Pfaff, Françoise, "Safi Faye," in Twenty-five Black AfricanFilmmakers, Westport, Connecticut, 1988.

Pfaff Françoise, "Five West African Filmmakers on Their Films," in Issue: A Journal of Opinion (Haverford, Pennsylvania), vol. 20, no. 2, 1992.

Bouzet, Ange-Dominique, "Safi Faye, cinéaste à l'africaine," in Libération (Paris), 15 May 1991.

Amarger, Michel, "Cannes: Five African Filmmakers on the Croisette," in Ecrans d'Afrique (Milan), First Quarter 1996.

Mandelbaum, Jacques, "Mossane," in Le Monde (Paris), 18 May 1996.

Special, Alessandra, "Mossane," in Ecrans d'Afrique (Milan), Second Quarter 1996.
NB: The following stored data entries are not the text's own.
#[tokio::test]
async fn test_unswallowed_failure_cancels_calls_in_flight() {
    let journal = Journal::default();
    let client = Arc::new(MockLlmClient::replies(vec![
        tool_calls(&[sleep_call("slow", 300), divide_call("bad", 1.0, 0.0)]),
        text("unreachable"),
    ]));

    let err = executor(Arc::clone(&client), debug())
        .with_hook(RecordingHooks::new("rec", &journal))
        .run(&AgentContext::from_user("go"))
        .await
        .unwrap_err();

    assert!(err.is_tool_error());
    assert_eq!(err.tool_error().map(|e| e.to_string()).as_deref(), Some("division by zero"));
    assert_eq!(journal.count("rec:before_tool:sleep:slow"), 1);
    assert_eq!(journal.count("rec:after_tool:slow"), 0);
    assert_eq!(client.calls(), 1);
}

#[tokio::test]
async fn test_hooks_observe_lifecycle_in_order() {
    let journal = Journal::default();
    let client = Arc::new(MockLlmClient::replies(vec![
        tool_calls(&[divide_call("call_1", 10.0, 2.0)]),
        text("5"),
    ]));

    executor(client, production())
        .with_hook(RecordingHooks::new("rec", &journal))
        .run(&AgentContext::from_user("divide"))
        .await
        .unwrap();

    assert_eq!(
        journal.entries(),
        vec![
            "rec:before_llm:1",
            "rec:after_llm:15",
            "rec:before_tool:divide:call_1",
            "rec:after_tool:call_1:ok",
            "rec:before_llm:3",
            "rec:after_llm:30",
        ]
    );
}

#[tokio::test]
async fn test_swallowed_tool_failure_reported_to_on_error() {
    let journal = Journal::default();
    let client = Arc::new(MockLlmClient::replies(vec![
        tool_calls(&[divide_call("call_1", 1.0, 0.0)]),
        text("no"),
    ]));

    executor(client, production())
        .with_hook(RecordingHooks::new("rec", &journal))
        .run(&AgentContext::from_user("divide"))
        .await
        .unwrap();

    assert_eq!(journal.count("rec:on_error:tool_call"), 1);
    assert_eq!(journal.count("rec:after_tool:call_1:err"), 1);
}

#[tokio::test]
async fn test_hook_failure_isolated_in_production() {
    let journal = Journal::default();
    let failing = FailingHooks::new(HookPhase::AfterToolCall);
    let failures = Arc::clone(&failing.calls);
    let client = Arc::new(MockLlmClient::replies(vec![
        tool_calls(&[divide_call("call_1", 10.0, 2.0)]),
        text("5"),
    ]));

    let result = executor(client, production())
        .with_hook(failing)
        .with_hook(RecordingHooks::new("rec", &journal))
        .run(&AgentContext::from_user("divide"))
        .await
        .unwrap();

    assert_eq!(result.final_content.as_deref(), Some("5"));
    assert_eq!(failures.load(Ordering::SeqCst), 1);
    assert_eq!(journal.count("rec:on_error:after_tool_call"), 1);
    // the remaining observer still receives the callback
    assert_eq!(journal.count("rec:after_tool:call_1:ok"), 1);
}

#[tokio::test]
async fn test_hook_failure_aborts_in_debug() {
    let journal = Journal::default();
    let client = Arc::new(MockLlmClient::replies(vec![text("hi")]));

    let err = executor(Arc::clone(&client), debug())
        .with_hook(RecordingHooks::new("rec", &journal))
        .with_hook(FailingHooks::new(HookPhase::BeforeLlmCall))
        .run(&AgentContext::from_user("hi"))
        .await
        .unwrap_err();

    assert!(matches!(
        err,
        Error::HookFailed { ref hook, phase: HookPhase::BeforeLlmCall, .. } if hook == "failing"
    ));
    assert_eq!(client.calls(), 0);
    assert_eq!(journal.count("rec:on_error:before_llm_call"), 1);
}

#[tokio::test]
async fn test_hook_failure_continue_policy_in_debug() {
    let client = Arc::new(MockLlmClient::replies(vec![text("hi")]));
    let config = debug().with_hook_failure_policy(HookFailurePolicy::Continue);

    let result = executor(client, config)
        .with_hook(FailingHooks::new(HookPhase::BeforeLlmCall))
        .run(&AgentContext::from_user("hi"))
        .await
        .unwrap();

    assert_eq!(result.final_content.as_deref(), Some("hi"));
}

#[tokio::test]
async fn test_cancellation_discards_in_flight_tools() {
    let journal = Journal::default();
    let client = Arc::new(MockLlmClient::replies(vec![
        tool_calls(&[sleep_call("slow", 5_000)]),
        text("unreachable"),
    ]));
    let executor = executor(Arc::clone(&client), production())
        .with_hook(RecordingHooks::new("rec", &journal));

    let token = CancellationToken::new();
    let canceller = token.clone();
    tokio::spawn(async move {
        tokio::time::sleep(Duration::from_millis(50)).await;
        canceller.cancel();
    });

    let err = executor
        .run_with_cancellation(&AgentContext::from_user("go"), token)
        .await
        .unwrap_err();

    assert!(matches!(err, Error::Cancelled));
    assert_eq!(client.calls(), 1);
    assert_eq!(journal.count("rec:before_tool"), 1);
    assert_eq!(journal.count("rec:after_tool"), 0);
    assert_eq!(journal.count("rec:on_error:run"), 1);
}

#[tokio::test]
async fn test_missing_call_ids_are_generated() {
    let client = Arc::new(MockLlmClient::replies(vec![
        LlmResponse::new(
            AgentMessage::assistant_with_tools(
                "",
                vec![
                    ToolCall::new("", "divide", json!({"a": 1, "b": 1})),
                    ToolCall::new("", "divide", json!({"a": 2, "b": 1})),
                ],
            ),
            Default::default(),
        ),
        text("ok"),
    ]));

    let result = executor(client, production())
        .run(&AgentContext::from_user("go"))
        .await
        .unwrap();

    let assistant = &result.messages[1];
    let ids: Vec<&str> = assistant.tool_calls.iter().map(|c| c.id.as_str()).collect();
    assert!(ids.iter().all(|id| id.starts_with("call_")));
    assert_ne!(ids[0], ids[1]);
    assert_eq!(result.messages[2].tool_call_id.as_deref(), Some(ids[0]));
    assert_eq!(result.messages[3].tool_call_id.as_deref(), Some(ids[1]));
}

#[tokio::test]
async fn test_usage_is_aggregated() {
    let client = Arc::new(MockLlmClient::replies(vec![
        tool_calls(&[divide_call("call_1", 10.0, 2.0)]),
        text("5"),
    ]));

    let result = executor(client, production())
        .run(&AgentContext::from_user("divide"))
        .await
        .unwrap();

    assert_eq!(result.usage.prompt_tokens, 22);
    assert_eq!(result.usage.completion_tokens, 8);
    assert_eq!(result.usage.llm_calls, 2);
}

#[tokio::test]
async fn test_invalid_config_rejected() {
    let client = Arc::new(MockLlmClient::replies(vec![text("hi")]));
    let err = executor(Arc::clone(&client), production().with_max_iterations(0))
        .run(&AgentContext::from_user("hi"))
        .await
        .unwrap_err();

    assert!(matches!(err, Error::Config(_)));
    assert_eq!(client.calls(), 0);
}

#[tokio::test]
async fn test_executor_override_beats_tool_override() {
    let tools = CallableToolExecutor::builder()
        .sync_tool(ToolSchema::new("fail", "Always fails"), |_: serde_json::Value| {
            Err::<(), _>(crate::ToolError::execution_failed("nope"))
        })
        .swallow_exceptions(true)
        .build();
    let script = || {
        Arc::new(MockLlmClient::replies(vec![
            tool_calls(&[("call_1", "fail", json!({}))]),
            text("recovered"),
        ]))
    };

    let tools: Arc<dyn crate::tools::ToolExecutor> = Arc::new(tools);

    let inherited = LlmExecutor::new(script(), Arc::clone(&tools));
    let result = inherited.run(&AgentContext::from_user("go")).await.unwrap();
    assert_eq!(result.final_content.as_deref(), Some("recovered"));

    let strict = LlmExecutor::new(script(), tools)
        .with_config(LlmExecutorConfig::new().with_swallow_tool_exceptions(false));
    let err = strict.run(&AgentContext::from_user("go")).await.unwrap_err();
    assert!(err.is_tool_error());
}

#[tokio::test]
async fn test_concurrent_runs_are_independent() {
    let client = Arc::new(MockLlmClient::looping(text("same")));
    let executor = executor(client, production());

    let first_ctx = AgentContext::from_user("one");
    let second_ctx = AgentContext::from_user("two");
    let (first, second) = tokio::join!(executor.run(&first_ctx), executor.run(&second_ctx));

    let (first, second) = (first.unwrap(), second.unwrap());
    assert_ne!(first.run_id, second.run_id);
    assert_eq!(first.messages[0].content, "one");
    assert_eq!(second.messages[0].content, "two");
}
Hurst, Heike, "Mossane," in Jeune Cinéma (Paris), Summer 1996.

Sarr, Ibrahima, "Mossane de Safi Faye: La beauté magnifiée," in Lesoleil (Dakar), 9 October 1996.

Amarger, Michel, "Réalisatrices d'Afrique," in AFIFF [Association du Festival International de Films de Femmes] (Créteil), 1998.

Bédarida, Catherine, "A Créteil, le Festival de films de femmes invite les cinémas d'Afrique," in Le Monde (Paris), 3 April 1998.

Bonnet, Sophie, "Légende vivante," in Les Inrockuptibles (Paris), 8 April 1998.

Guichard, Louis, "Mossane de Safi Faye,' in Télérama (Paris), 8 April 1998.

Bouzet, Ange-Dominique, "Mossane, beauté maudite," in Libération (Paris), 8 April 1998.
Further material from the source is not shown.